#7
娘が、急にぺたりと地面にひざをつき、顔をおさえているのだ。
「どうした、急病人か?」
駆け寄ろうとする小見尋を樹理が止めた。
「たぶん、大丈夫よ」
「どうしてわかるんだ?」
「ただ……、なんとなくかな」
「なんだよ、それ?」
四人の耳に母と娘の会話が聞こえてくる。
「ど、どうしたの? どこか痛いの?」
娘は首を振っている。目からあふれる涙の理由を本人も理解できないでいるらしい。
「わからない、わからないよ。なのに涙が止まらないの?」
(なんだろう。思春期にありがちな突発的な感情の乱れだろうか? 人ごみに酔ったか? それともパニック障害とか?)

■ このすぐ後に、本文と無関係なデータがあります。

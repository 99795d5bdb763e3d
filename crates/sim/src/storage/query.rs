//! Query interface for analyzing recorded simulation data.

use crate::errors::DatabaseError;
use crate::genome::{Individual, IndividualId, Sex};
use crate::simulation::{Configuration, Death, History, YearSummary};
use crate::storage::Database;
use rusqlite::{params, OptionalExtension};
use std::collections::HashMap;

/// Query builder for analyzing simulation data.
pub struct QueryBuilder {
    db: Database,
}

/// Raw `individuals` row.
type IndividualRow = (i64, Option<i64>, Option<i64>, i64, String, f64, f64);

impl QueryBuilder {
    /// Open a database for querying.
    pub fn new(db_path: impl AsRef<std::path::Path>) -> Result<Self, DatabaseError> {
        let db = Database::open(db_path)?;
        Ok(Self { db })
    }

    /// Get raw metadata value by key.
    pub fn get_metadata_value(&self, key: &str) -> Result<Option<String>, DatabaseError> {
        let mut stmt = self
            .db
            .connection()
            .prepare("SELECT value FROM metadata WHERE key = ?1")
            .map_err(|e| DatabaseError::Query(e.to_string()))?;

        stmt.query_row(params![key], |row| row.get(0))
            .optional()
            .map_err(|e| DatabaseError::Query(e.to_string()))
    }

    /// Get all metadata as a map.
    pub fn get_metadata(&self) -> Result<HashMap<String, String>, DatabaseError> {
        let mut stmt = self
            .db
            .connection()
            .prepare("SELECT key, value FROM metadata")
            .map_err(|e| DatabaseError::Query(e.to_string()))?;

        let rows = stmt
            .query_map([], |row| Ok((row.get(0)?, row.get(1)?)))
            .map_err(|e| DatabaseError::Query(e.to_string()))?;

        let mut meta = HashMap::new();
        for row in rows {
            let (k, v): (String, String) = row.map_err(|e| DatabaseError::Query(e.to_string()))?;
            meta.insert(k, v);
        }
        Ok(meta)
    }

    /// Get complete simulation configuration from database.
    pub fn get_full_config(&self) -> Result<Configuration, DatabaseError> {
        let json = self
            .get_metadata_value("full_config_json")?
            .ok_or_else(|| {
                DatabaseError::Query("Missing full_config_json in metadata".to_string())
            })?;

        serde_json::from_str(&json)
            .map_err(|e| DatabaseError::Malformed(format!("Failed to parse config: {e}")))
    }

    /// All recorded individuals in identifier order.
    pub fn get_individuals(&self) -> Result<Vec<Individual>, DatabaseError> {
        let mut stmt = self
            .db
            .connection()
            .prepare("SELECT id, dam, sire, birth_year, sex, a, z FROM individuals ORDER BY id")
            .map_err(|e| DatabaseError::Query(e.to_string()))?;

        let rows = stmt
            .query_map([], |row| {
                Ok((
                    row.get(0)?,
                    row.get(1)?,
                    row.get(2)?,
                    row.get(3)?,
                    row.get(4)?,
                    row.get(5)?,
                    row.get(6)?,
                ))
            })
            .map_err(|e| DatabaseError::Query(e.to_string()))?;

        let mut individuals = Vec::new();
        for row in rows {
            let row: IndividualRow = row.map_err(|e| DatabaseError::Query(e.to_string()))?;
            individuals.push(individual_from_row(row)?);
        }
        Ok(individuals)
    }

    /// All recorded deaths in the order they happened.
    pub fn get_deaths(&self) -> Result<Vec<Death>, DatabaseError> {
        let mut stmt = self
            .db
            .connection()
            .prepare("SELECT id, year FROM deaths ORDER BY year, id")
            .map_err(|e| DatabaseError::Query(e.to_string()))?;

        let rows = stmt
            .query_map([], |row| {
                Ok(Death {
                    id: IndividualId(row.get::<_, i64>(0)? as u64),
                    year: row.get(1)?,
                })
            })
            .map_err(|e| DatabaseError::Query(e.to_string()))?;

        rows.collect::<Result<Vec<_>, _>>()
            .map_err(|e| DatabaseError::Query(e.to_string()))
    }

    /// Rebuild the full History.
    pub fn get_history(&self) -> Result<History, DatabaseError> {
        let individuals = self.get_individuals()?;
        let deaths = self.get_deaths()?;
        History::from_parts(individuals, deaths)
            .map_err(|e| DatabaseError::Malformed(e.to_string()))
    }

    /// Per-year census in year order.
    pub fn get_census(&self) -> Result<Vec<YearSummary>, DatabaseError> {
        let mut stmt = self
            .db
            .connection()
            .prepare(
                "SELECT year, theta, entering, deaths, survivors, regulation, births, size, mean_a, mean_z
                 FROM census ORDER BY year",
            )
            .map_err(|e| DatabaseError::Query(e.to_string()))?;

        let rows = stmt
            .query_map([], |row| {
                Ok(YearSummary {
                    year: row.get(0)?,
                    theta: row.get(1)?,
                    entering: row.get::<_, i64>(2)? as usize,
                    deaths: row.get::<_, i64>(3)? as usize,
                    survivors: row.get::<_, i64>(4)? as usize,
                    regulation: row.get(5)?,
                    births: row.get::<_, i64>(6)? as usize,
                    size: row.get::<_, i64>(7)? as usize,
                    mean_breeding_value: row.get(8)?,
                    mean_phenotype: row.get(9)?,
                })
            })
            .map_err(|e| DatabaseError::Query(e.to_string()))?;

        rows.collect::<Result<Vec<_>, _>>()
            .map_err(|e| DatabaseError::Query(e.to_string()))
    }

    /// Years present in the census table.
    pub fn get_recorded_years(&self) -> Result<Vec<i64>, DatabaseError> {
        let mut stmt = self
            .db
            .connection()
            .prepare("SELECT year FROM census ORDER BY year")
            .map_err(|e| DatabaseError::Query(e.to_string()))?;

        let rows = stmt
            .query_map([], |row| row.get(0))
            .map_err(|e| DatabaseError::Query(e.to_string()))?;

        rows.collect::<Result<Vec<_>, _>>()
            .map_err(|e| DatabaseError::Query(e.to_string()))
    }

    /// Close the query builder.
    pub fn close(self) -> Result<(), DatabaseError> {
        self.db.close()
    }
}

fn individual_from_row(row: IndividualRow) -> Result<Individual, DatabaseError> {
    let (id, dam, sire, birth_year, sex, a, z) = row;
    let id = IndividualId(id as u64);
    let sex = Sex::from_code(&sex)
        .ok_or_else(|| DatabaseError::Malformed(format!("Individual {id} has sex code {sex:?}")))?;
    match (dam, sire) {
        (None, None) => Ok(Individual::founder(id, birth_year, sex, a, z)),
        (Some(dam), Some(sire)) => Ok(Individual::offspring(
            id,
            IndividualId(dam as u64),
            IndividualId(sire as u64),
            birth_year,
            sex,
            a,
            z,
        )),
        _ => Err(DatabaseError::Malformed(format!(
            "Individual {id} has only one recorded parent"
        ))),
    }
}

#[cfg(test)]
mod tests {
    use super::*;
    use crate::simulation::{Environment, Simulation};
    use crate::storage::Recorder;
    use tempfile::tempdir;

    fn recorded_run(path: &std::path::Path) -> Simulation {
        let mut config = Configuration::new(2000, 2011);
        config.demography.carrying_capacity = 40;
        config.execution.seed = Some(17);
        config.selection.environment = Environment::step_change(config.years(), 2006, 0.0, 1.0);
        let mut sim = Simulation::new(config).unwrap();
        let mut recorder = Recorder::new(path, sim.configuration()).unwrap();
        recorder.record_simulation(&sim).unwrap();
        while !sim.is_finished() {
            sim.step().unwrap();
            recorder.record_simulation(&sim).unwrap();
        }
        recorder.close().unwrap();
        sim
    }

    #[test]
    fn test_query_flow() {
        let dir = tempdir().unwrap();
        let path = dir.path().join("query.sqlite");
        let sim = recorded_run(&path);

        let query = QueryBuilder::new(&path).unwrap();
        assert_eq!(query.get_full_config().unwrap(), *sim.configuration());
        assert_eq!(
            query.get_metadata_value("seed").unwrap(),
            Some("17".to_string())
        );
        assert!(query.get_metadata_value("missing").unwrap().is_none());
        assert!(query.get_metadata().unwrap().contains_key("created_at"));

        let history = query.get_history().unwrap();
        assert_eq!(history.individuals(), sim.history().individuals());
        for ind in history.individuals() {
            assert_eq!(
                history.death_year(ind.id()),
                sim.history().death_year(ind.id())
            );
        }

        let census = query.get_census().unwrap();
        assert_eq!(census, sim.census());
        assert_eq!(
            query.get_recorded_years().unwrap(),
            (2000..=2011).collect::<Vec<_>>()
        );
        query.close().unwrap();
    }

    #[test]
    fn test_missing_config() {
        let dir = tempdir().unwrap();
        let query = QueryBuilder::new(dir.path().join("empty.sqlite")).unwrap();
        assert!(matches!(
            query.get_full_config(),
            Err(DatabaseError::Query(_))
        ));
        assert!(query.get_history().unwrap().is_empty());
        query.close().unwrap();
    }

    #[test]
    fn test_malformed_sex_code() {
        let row: IndividualRow = (1, None, None, 0, "X".to_string(), 0.0, 0.0);
        assert!(matches!(
            individual_from_row(row),
            Err(DatabaseError::Malformed(_))
        ));
        let row: IndividualRow = (2, Some(1), None, 0, "F".to_string(), 0.0, 0.0);
        assert!(individual_from_row(row).is_err());
    }
}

娘は母親に肩を支えられ、ふたたび立ち上がった。彼女がふりむき、その顔を小見尋も見た。
(なんだろう? どこかで会ったような)
小見尋は既視感を感じた。四人と向き合う少女も小見尋だけを見つめている。目には大粒の涙。ハンカチでふいたばかりなのに、溢れて止まらない。
そのとき、小見尋の脳裏に花火のような光が走った。
一人の少女、いや幼児と言っていい年齢の女の子がいまと同じように涙を流している。背景が暗いのは風景を伴わない記憶だからか? それとも、暗い場所に一人置かれているからなのか。
(このイメージ、この子と同一人物か?)
少女はなにか言いたそうな、でもなにを言っていいのかわからないといった表情で、やがてあきらめたように歩き出した。
四人も再び歩き出し、親子は雑踏に消えた。